• What to do: In full and without alteration, print the entries.

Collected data

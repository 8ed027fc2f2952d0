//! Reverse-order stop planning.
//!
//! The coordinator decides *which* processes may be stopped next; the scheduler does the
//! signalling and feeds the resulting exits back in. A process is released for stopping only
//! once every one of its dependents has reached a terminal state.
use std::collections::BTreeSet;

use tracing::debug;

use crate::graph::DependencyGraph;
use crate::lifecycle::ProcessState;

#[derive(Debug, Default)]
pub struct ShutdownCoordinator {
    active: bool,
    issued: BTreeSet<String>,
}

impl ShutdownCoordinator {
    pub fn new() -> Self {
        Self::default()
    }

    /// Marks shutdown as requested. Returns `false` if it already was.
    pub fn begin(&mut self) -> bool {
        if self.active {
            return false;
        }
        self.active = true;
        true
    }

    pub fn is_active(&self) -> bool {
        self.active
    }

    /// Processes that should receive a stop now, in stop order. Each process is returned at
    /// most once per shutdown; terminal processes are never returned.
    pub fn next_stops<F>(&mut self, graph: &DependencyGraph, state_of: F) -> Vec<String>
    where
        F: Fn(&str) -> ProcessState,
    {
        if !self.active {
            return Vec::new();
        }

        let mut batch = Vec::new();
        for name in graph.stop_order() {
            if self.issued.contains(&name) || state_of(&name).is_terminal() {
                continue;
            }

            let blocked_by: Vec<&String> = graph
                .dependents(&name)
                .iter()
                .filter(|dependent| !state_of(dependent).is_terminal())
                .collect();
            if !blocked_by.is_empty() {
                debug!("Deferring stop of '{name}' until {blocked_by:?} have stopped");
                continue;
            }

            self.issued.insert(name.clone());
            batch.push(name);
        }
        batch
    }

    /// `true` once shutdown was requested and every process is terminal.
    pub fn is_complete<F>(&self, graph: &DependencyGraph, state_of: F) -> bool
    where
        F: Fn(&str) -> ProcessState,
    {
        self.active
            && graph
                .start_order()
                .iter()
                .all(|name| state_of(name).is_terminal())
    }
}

• Reply to the exercise:
repository 8ed027fc2f2952d0
//! Reverse-order stop planning.
//!
//! The coordinator decides *which* processes may be stopped next; the scheduler does the
//! signalling and feeds the resulting exits back in. A process is released for stopping only
//! once every one of its dependents has reached a terminal state.
use std::collections::BTreeSet;

use tracing::debug;

use crate::graph::DependencyGraph;
use crate::lifecycle::ProcessState;

#[derive(Debug, Default)]
pub struct ShutdownCoordinator {
    active: bool,
    issued: BTreeSet<String>,
}

impl ShutdownCoordinator {
    pub fn new() -> Self {
        Self::default()
    }

    /// Marks shutdown as requested. Returns `false` if it already was.
    pub fn begin(&mut self) -> bool {
        if self.active {
            return false;
        }
        self.active = true;
        true
    }

    pub fn is_active(&self) -> bool {
        self.active
    }

    /// Processes that should receive a stop now, in stop order. Each process is returned at
    /// most once per shutdown; terminal processes are never returned.
    pub fn next_stops<F>(&mut self, graph: &DependencyGraph, state_of: F) -> Vec<String>
    where
        F: Fn(&str) -> ProcessState,
    {
        if !self.active {
            return Vec::new();
        }

        let mut batch = Vec::new();
        for name in graph.stop_order() {
            if self.issued.contains(&name) || state_of(&name).is_terminal() {
                continue;
            }

            let blocked_by: Vec<&String> = graph
                .dependents(&name)
                .iter()
                .filter(|dependent| !state_of(dependent).is_terminal())
                .collect();
            if !blocked_by.is_empty() {
                debug!("Deferring stop of '{name}' until {blocked_by:?} have stopped");
                continue;
            }

            self.issued.insert(name.clone());
            batch.push(name);
        }
        batch
    }

    /// `true` once shutdown was requested and every process is terminal.
    pub fn is_complete<F>(&self, graph: &DependencyGraph, state_of: F) -> bool
    where
        F: Fn(&str) -> ProcessState,
    {
        self.active
            && graph
                .start_order()
                .iter()
                .all(|name| state_of(name).is_terminal())
    }
}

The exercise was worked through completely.